With her protest, she wanted to obtain prison leave for political prisoners who are at risk from the spread of Covid-19 in Iranian prisons.
While many other prisoners were allowed to leave the overcrowded prisons, at least temporarily, to prevent infection with the virus, there was no prison leave for political prisoners.
Sotoudeh's struggle is receiving increasing international attention.
She was awarded the Sakharov Prize of the European Parliament and the Prize of the German Association of Judges, the American PEN Club and numerous former and active politicians support her.
Husband Khandan now thanked for the national and international support, which are far greater than the pressure of the government in Iran.
"Our family is going through very difficult days"
But Sotoudeh and her family pay a high price for their struggle.
Her husband and daughter Mehraveh, 21, were also detained.
The younger son had to do without his mother for long periods of his childhood.
The pressure from the Iranian government is directed against the whole family, says Reza Khandan: "Our family is going through very difficult days."
Two years ago, SPIEGEL did not talk to Khandan because he was arrested on the morning of the meeting.
During an apartment search, the security forces found badges demanding that the headscarf be abolished.
Instead of the father, daughter Mehraveh, then 19, was ready to speak to SPIEGEL.
"My mother can't stand injustice"
Friends and relatives gathered in the family's living room to support the two children of the imprisoned couple.
She accepts what her mother does, said Mehraveh at the time.
"My mother cannot stand injustice, she is a lawyer, she stands up for the law and does nothing against the law."
When Nasrin Sotoudeh was briefly transferred from Evin prison to the cardiology ward of a Tehran clinic last week, Khandan and the two children were able to see her for the first time in many weeks.
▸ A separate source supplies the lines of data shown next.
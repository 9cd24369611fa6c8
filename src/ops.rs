use crate::uop::{AluOp, Val};

/// Elementwise unary operators. `Noop` and `Cast` are shape-only and never
/// reach the ALU.
#[derive(Debug, Clone, Copy, PartialEq, Eq)]
pub enum UnaryOp {
    Noop,
    Cast,
    Neg,
    Exp2,
    Log2,
    Sin,
    Sqrt,
}

impl UnaryOp {
    #[must_use]
    pub fn alu(self) -> AluOp {
        match self {
            Self::Neg => AluOp::Neg,
            Self::Exp2 => AluOp::Exp2,
            Self::Log2 => AluOp::Log2,
            Self::Sin => AluOp::Sin,
            Self::Sqrt => AluOp::Sqrt,
            Self::Noop | Self::Cast => unreachable!("{self:?} is not an ALU op"),
        }
    }
}

/// Elementwise binary operators.
#[derive(Debug, Clone, Copy, PartialEq, Eq)]
pub enum BinaryOp {
    Add,
    Sub,
    Mul,
    Div,
    Mod,
    Max,
    CmpLt,
}

impl BinaryOp {
    #[must_use]
    pub fn alu(self) -> AluOp {
        match self {
            Self::Add => AluOp::Add,
            Self::Sub => AluOp::Sub,
            Self::Mul => AluOp::Mul,
            Self::Div => AluOp::Div,
            Self::Mod => AluOp::Mod,
            Self::Max => AluOp::Max,
            Self::CmpLt => AluOp::CmpLt,
        }
    }
}

/// Elementwise ternary operators.
#[derive(Debug, Clone, Copy, PartialEq, Eq)]
pub enum TernaryOp {
    MulAcc,
    Where,
}

impl TernaryOp {
    #[must_use]
    pub fn alu(self) -> AluOp {
        match self {
            Self::MulAcc => AluOp::MulAcc,
            Self::Where => AluOp::Where,
        }
    }
}

/// Reduction operators.
#[derive(Debug, Clone, Copy, PartialEq, Eq)]
pub enum ReduceOp {
    Sum,
    Max,
}

impl ReduceOp {
    /// The identity the accumulator is initialized to.
    #[must_use]
    pub fn identity(self) -> Val {
        match self {
            Self::Sum => Val::Float(0.0),
            Self::Max => Val::Float(f64::NEG_INFINITY),
        }
    }

    /// The ALU op that folds a value into the accumulator.
    #[must_use]
    pub fn alu(self) -> AluOp {
        match self {
            Self::Sum => AluOp::Add,
            Self::Max => AluOp::Max,
        }
    }
}

/// A tensor expression tree. Leaves load buffer slots, the root stores
/// into the output slot; everything in between is elementwise arithmetic
/// with at most one reduction.
#[derive(Debug, Clone, PartialEq, Eq)]
pub enum LazyOp {
    Unary(UnaryOp, Box<LazyOp>),
    Binary(BinaryOp, Box<LazyOp>, Box<LazyOp>),
    Ternary(TernaryOp, Box<LazyOp>, Box<LazyOp>, Box<LazyOp>),
    Reduce(ReduceOp, Box<LazyOp>),
    /// Load from a buffer slot
    Load(usize),
    /// Store into a buffer slot; only valid at the root
    Store(usize, Box<LazyOp>),
}

impl LazyOp {
    #[must_use]
    pub fn load(slot: usize) -> Self {
        Self::Load(slot)
    }

    #[must_use]
    pub fn store(slot: usize, value: LazyOp) -> Self {
        Self::Store(slot, Box::new(value))
    }

    #[must_use]
    pub fn unary(op: UnaryOp, src: LazyOp) -> Self {
        Self::Unary(op, Box::new(src))
    }

    #[must_use]
    pub fn binary(op: BinaryOp, a: LazyOp, b: LazyOp) -> Self {
        Self::Binary(op, Box::new(a), Box::new(b))
    }

    #[must_use]
    pub fn reduce(op: ReduceOp, src: LazyOp) -> Self {
        Self::Reduce(op, Box::new(src))
    }

    /// The reduce node of this tree, if any.
    #[must_use]
    pub fn reduce_node(&self) -> Option<&LazyOp> {
        match self {
            Self::Reduce(..) => Some(self),
            Self::Load(_) => None,
            Self::Unary(_, a) => a.reduce_node(),
            Self::Binary(_, a, b) => a.reduce_node().or_else(|| b.reduce_node()),
            Self::Ternary(_, a, b, c) => a
                .reduce_node()
                .or_else(|| b.reduce_node())
                .or_else(|| c.reduce_node()),
            Self::Store(_, v) => v.reduce_node(),
        }
    }

    /// Buffer slots loaded anywhere in this tree, in first-use order.
    #[must_use]
    pub fn loaded_slots(&self) -> Vec<usize> {
        let mut out = Vec::new();
        self.collect_slots(&mut out);
        out
    }

    fn collect_slots(&self, out: &mut Vec<usize>) {
        match self {
            Self::Load(slot) => {
                if !out.contains(slot) {
                    out.push(*slot);
                }
            }
            Self::Unary(_, a) | Self::Reduce(_, a) | Self::Store(_, a) => a.collect_slots(out),
            Self::Binary(_, a, b) => {
                a.collect_slots(out);
                b.collect_slots(out);
            }
            Self::Ternary(_, a, b, c) => {
                a.collect_slots(out);
                b.collect_slots(out);
                c.collect_slots(out);
            }
        }
    }
}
The children were shocked to see their mother in this condition, Khandan said.
"You can't keep the children out of all of this, they got right into it without choosing this path," said Khandan.
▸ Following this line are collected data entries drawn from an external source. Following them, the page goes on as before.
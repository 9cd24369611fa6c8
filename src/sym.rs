use std::collections::HashMap;
use std::sync::Arc;
use std::{error, fmt};

use crate::uop::{AluOp, DType, UOpId};

/// Symbolic algebra errors
#[derive(Debug, Clone)]
pub enum Error {
    /// Divisor or modulus that is not a positive integer
    NonPositiveDivisor(i64),
    /// Variable declared with `lo > hi`
    EmptyRange { lo: i64, hi: i64 },
}

impl fmt::Display for Error {
    fn fmt(&self, f: &mut fmt::Formatter<'_>) -> fmt::Result {
        match self {
            Self::NonPositiveDivisor(b) => write!(f, "divisor must be positive, got {b}"),
            Self::EmptyRange { lo, hi } => write!(f, "variable range [{lo}, {hi}] is empty"),
        }
    }
}

impl error::Error for Error {}

/// A symbolic integer expression with a known `[min, max]` bound.
///
/// Nodes are immutable; the constructors normalize eagerly, so two
/// expressions that simplify to the same form compare equal structurally.
/// All arithmetic is two's-complement 64-bit, division and modulus are
/// floor-based with a positive right-hand side.
#[derive(Debug, Clone, PartialEq, Eq, Hash)]
pub struct SymNode {
    kind: SymKind,
    min: i64,
    max: i64,
}

/// The variant tag of a [`SymNode`].
///
/// `Mul`/`Div`/`Mod`/`Lt` keep an integer right-hand side; `Sum` and `And`
/// are kept flat (no nested node of the same variant survives construction).
#[derive(Debug, Clone, PartialEq, Eq, Hash)]
pub enum SymKind {
    Num(i64),
    /// A symbolic integer. Anonymous variables (`name == None`) are upcast
    /// placeholders that get substituted or expanded before rendering.
    Var(Option<Arc<str>>),
    Mul(Arc<SymNode>, i64),
    Div(Arc<SymNode>, i64),
    Mod(Arc<SymNode>, i64),
    Lt(Arc<SymNode>, i64),
    Sum(Vec<Arc<SymNode>>),
    And(Vec<Arc<SymNode>>),
}

/// Context callbacks used to render a [`SymNode`] into uops.
///
/// The linearizer implements this; index arithmetic renders as `int32` ALU
/// chains and comparisons as `bool`.
pub trait SymRender {
    type Error;
    /// Resolve a named variable to the uop holding its value.
    fn var_uop(&mut self, name: &str) -> Result<UOpId, Self::Error>;
    /// Emit (or reuse) an integer constant.
    fn const_uop(&mut self, value: i64, dtype: DType) -> UOpId;
    /// Emit (or reuse) a binary ALU op.
    fn alu_uop(&mut self, op: AluOp, dtype: DType, a: UOpId, b: UOpId) -> UOpId;
}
That weighs on the conscience and is "a double pressure" for him and his wife.
The hope of the alternative Nobel Prize is that Sotoudeh will become a symbol of resistance against arbitrariness, human rights violations and discrimination against women in the Islamic Republic, both nationally and internationally.
Some see the delicate woman with the iron will and incorruptible principles as an Iranian "Nelson Mandela".